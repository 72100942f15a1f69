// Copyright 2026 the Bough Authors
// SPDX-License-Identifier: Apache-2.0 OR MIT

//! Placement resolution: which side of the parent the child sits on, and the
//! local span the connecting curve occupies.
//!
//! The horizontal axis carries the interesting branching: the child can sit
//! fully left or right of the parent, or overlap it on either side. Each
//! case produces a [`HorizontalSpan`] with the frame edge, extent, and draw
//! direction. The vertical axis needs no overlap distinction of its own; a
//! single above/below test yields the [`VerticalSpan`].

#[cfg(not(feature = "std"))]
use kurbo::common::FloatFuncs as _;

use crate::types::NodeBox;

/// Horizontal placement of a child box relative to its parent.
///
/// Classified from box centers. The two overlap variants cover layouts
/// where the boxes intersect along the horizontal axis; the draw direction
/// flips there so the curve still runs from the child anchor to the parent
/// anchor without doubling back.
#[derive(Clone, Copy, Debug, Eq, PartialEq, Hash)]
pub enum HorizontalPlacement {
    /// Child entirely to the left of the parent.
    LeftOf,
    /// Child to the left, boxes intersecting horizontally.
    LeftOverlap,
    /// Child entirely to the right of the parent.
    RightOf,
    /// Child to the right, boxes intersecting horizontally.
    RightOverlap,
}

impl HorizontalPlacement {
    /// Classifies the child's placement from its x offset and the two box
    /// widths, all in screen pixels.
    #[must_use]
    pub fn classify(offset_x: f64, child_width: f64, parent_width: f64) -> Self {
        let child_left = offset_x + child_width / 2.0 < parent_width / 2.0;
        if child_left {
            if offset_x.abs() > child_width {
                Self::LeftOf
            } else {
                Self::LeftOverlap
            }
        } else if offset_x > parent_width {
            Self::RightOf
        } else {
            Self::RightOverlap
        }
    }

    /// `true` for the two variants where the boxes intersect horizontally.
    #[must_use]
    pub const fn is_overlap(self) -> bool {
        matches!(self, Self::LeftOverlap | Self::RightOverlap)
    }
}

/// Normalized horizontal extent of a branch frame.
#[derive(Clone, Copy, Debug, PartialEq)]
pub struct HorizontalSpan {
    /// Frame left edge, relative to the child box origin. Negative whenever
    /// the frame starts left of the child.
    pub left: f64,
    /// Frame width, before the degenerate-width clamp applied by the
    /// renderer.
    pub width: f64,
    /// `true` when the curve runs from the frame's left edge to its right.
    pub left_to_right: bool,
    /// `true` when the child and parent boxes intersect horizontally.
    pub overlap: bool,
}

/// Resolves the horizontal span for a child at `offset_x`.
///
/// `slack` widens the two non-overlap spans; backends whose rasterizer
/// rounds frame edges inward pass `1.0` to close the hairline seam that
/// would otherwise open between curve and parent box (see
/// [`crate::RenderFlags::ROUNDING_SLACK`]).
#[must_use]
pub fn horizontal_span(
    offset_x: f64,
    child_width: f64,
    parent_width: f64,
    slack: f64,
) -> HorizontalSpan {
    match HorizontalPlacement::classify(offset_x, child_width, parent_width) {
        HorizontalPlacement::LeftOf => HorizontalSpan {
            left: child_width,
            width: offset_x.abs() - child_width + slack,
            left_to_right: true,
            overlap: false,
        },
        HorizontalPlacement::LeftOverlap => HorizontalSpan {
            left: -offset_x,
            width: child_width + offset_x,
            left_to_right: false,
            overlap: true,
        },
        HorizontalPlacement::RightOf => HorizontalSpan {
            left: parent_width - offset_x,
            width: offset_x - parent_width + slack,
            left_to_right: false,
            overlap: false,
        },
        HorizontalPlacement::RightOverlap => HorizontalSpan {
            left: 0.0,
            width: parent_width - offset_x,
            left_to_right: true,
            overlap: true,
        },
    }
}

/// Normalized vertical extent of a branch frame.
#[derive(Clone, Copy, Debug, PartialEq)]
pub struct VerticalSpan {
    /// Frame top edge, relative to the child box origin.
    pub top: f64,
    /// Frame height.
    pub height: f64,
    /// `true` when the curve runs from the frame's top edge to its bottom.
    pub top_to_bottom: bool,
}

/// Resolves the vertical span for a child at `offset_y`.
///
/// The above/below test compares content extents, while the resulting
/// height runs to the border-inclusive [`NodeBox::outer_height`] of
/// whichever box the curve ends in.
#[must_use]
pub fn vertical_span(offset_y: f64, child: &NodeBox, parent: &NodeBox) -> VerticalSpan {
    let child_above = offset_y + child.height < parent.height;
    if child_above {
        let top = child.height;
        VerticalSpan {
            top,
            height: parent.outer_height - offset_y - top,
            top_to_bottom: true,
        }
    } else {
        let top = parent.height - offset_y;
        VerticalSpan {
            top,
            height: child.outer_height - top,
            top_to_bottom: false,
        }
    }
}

__EXERCISE AIM__:
Set down the entries verbatim, leaving none out.

__TASK ANSWER__:
repository 72100942f15a1f69
// Copyright 2026 the Bough Authors
// SPDX-License-Identifier: Apache-2.0 OR MIT

//! Placement resolution: which side of the parent the child sits on, and the
//! local span the connecting curve occupies.
//!
//! The horizontal axis carries the interesting branching: the child can sit
//! fully left or right of the parent, or overlap it on either side. Each
//! case produces a [`HorizontalSpan`] with the frame edge, extent, and draw
//! direction. The vertical axis needs no overlap distinction of its own; a
//! single above/below test yields the [`VerticalSpan`].

#[cfg(not(feature = "std"))]
use kurbo::common::FloatFuncs as _;

use crate::types::NodeBox;

/// Horizontal placement of a child box relative to its parent.
///
/// Classified from box centers. The two overlap variants cover layouts
/// where the boxes intersect along the horizontal axis; the draw direction
/// flips there so the curve still runs from the child anchor to the parent
/// anchor without doubling back.
#[derive(Clone, Copy, Debug, Eq, PartialEq, Hash)]
pub enum HorizontalPlacement {
    /// Child entirely to the left of the parent.
    LeftOf,
    /// Child to the left, boxes intersecting horizontally.
    LeftOverlap,
    /// Child entirely to the right of the parent.
    RightOf,
    /// Child to the right, boxes intersecting horizontally.
    RightOverlap,
}

impl HorizontalPlacement {
    /// Classifies the child's placement from its x offset and the two box
    /// widths, all in screen pixels.
    #[must_use]
    pub fn classify(offset_x: f64, child_width: f64, parent_width: f64) -> Self {
        let child_left = offset_x + child_width / 2.0 < parent_width / 2.0;
        if child_left {
            if offset_x.abs() > child_width {
                Self::LeftOf
            } else {
                Self::LeftOverlap
            }
        } else if offset_x > parent_width {
            Self::RightOf
        } else {
            Self::RightOverlap
        }
    }

    /// `true` for the two variants where the boxes intersect horizontally.
    #[must_use]
    pub const fn is_overlap(self) -> bool {
        matches!(self, Self::LeftOverlap | Self::RightOverlap)
    }
}

/// Normalized horizontal extent of a branch frame.
#[derive(Clone, Copy, Debug, PartialEq)]
pub struct HorizontalSpan {
    /// Frame left edge, relative to the child box origin. Negative whenever
    /// the frame starts left of the child.
    pub left: f64,
    /// Frame width, before the degenerate-width clamp applied by the
    /// renderer.
    pub width: f64,
    /// `true` when the curve runs from the frame's left edge to its right.
    pub left_to_right: bool,
    /// `true` when the child and parent boxes intersect horizontally.
    pub overlap: bool,
}

/// Resolves the horizontal span for a child at `offset_x`.
///
/// `slack` widens the two non-overlap spans; backends whose rasterizer
/// rounds frame edges inward pass `1.0` to close the hairline seam that
/// would otherwise open between curve and parent box (see
/// [`crate::RenderFlags::ROUNDING_SLACK`]).
#[must_use]
pub fn horizontal_span(
    offset_x: f64,
    child_width: f64,
    parent_width: f64,
    slack: f64,
) -> HorizontalSpan {
    match HorizontalPlacement::classify(offset_x, child_width, parent_width) {
        HorizontalPlacement::LeftOf => HorizontalSpan {
            left: child_width,
            width: offset_x.abs() - child_width + slack,
            left_to_right: true,
            overlap: false,
        },
        HorizontalPlacement::LeftOverlap => HorizontalSpan {
            left: -offset_x,
            width: child_width + offset_x,
            left_to_right: false,
            overlap: true,
        },
        HorizontalPlacement::RightOf => HorizontalSpan {
            left: parent_width - offset_x,
            width: offset_x - parent_width + slack,
            left_to_right: false,
            overlap: false,
        },
        HorizontalPlacement::RightOverlap => HorizontalSpan {
            left: 0.0,
            width: parent_width - offset_x,
            left_to_right: true,
            overlap: true,
        },
    }
}

/// Normalized vertical extent of a branch frame.
#[derive(Clone, Copy, Debug, PartialEq)]
pub struct VerticalSpan {
    /// Frame top edge, relative to the child box origin.
    pub top: f64,
    /// Frame height.
    pub height: f64,
    /// `true` when the curve runs from the frame's top edge to its bottom.
    pub top_to_bottom: bool,
}

/// Resolves the vertical span for a child at `offset_y`.
///
/// The above/below test compares content extents, while the resulting
/// height runs to the border-inclusive [`NodeBox::outer_height`] of
/// whichever box the curve ends in.
#[must_use]
pub fn vertical_span(offset_y: f64, child: &NodeBox, parent: &NodeBox) -> VerticalSpan {
    let child_above = offset_y + child.height < parent.height;
    if child_above {
        let top = child.height;
        VerticalSpan {
            top,
            height: parent.outer_height - offset_y - top,
            top_to_bottom: true,
        }
    } else {
        let top = parent.height - offset_y;
        VerticalSpan {
            top,
            height: child.outer_height - top,
            top_to_bottom: false,
        }
    }
}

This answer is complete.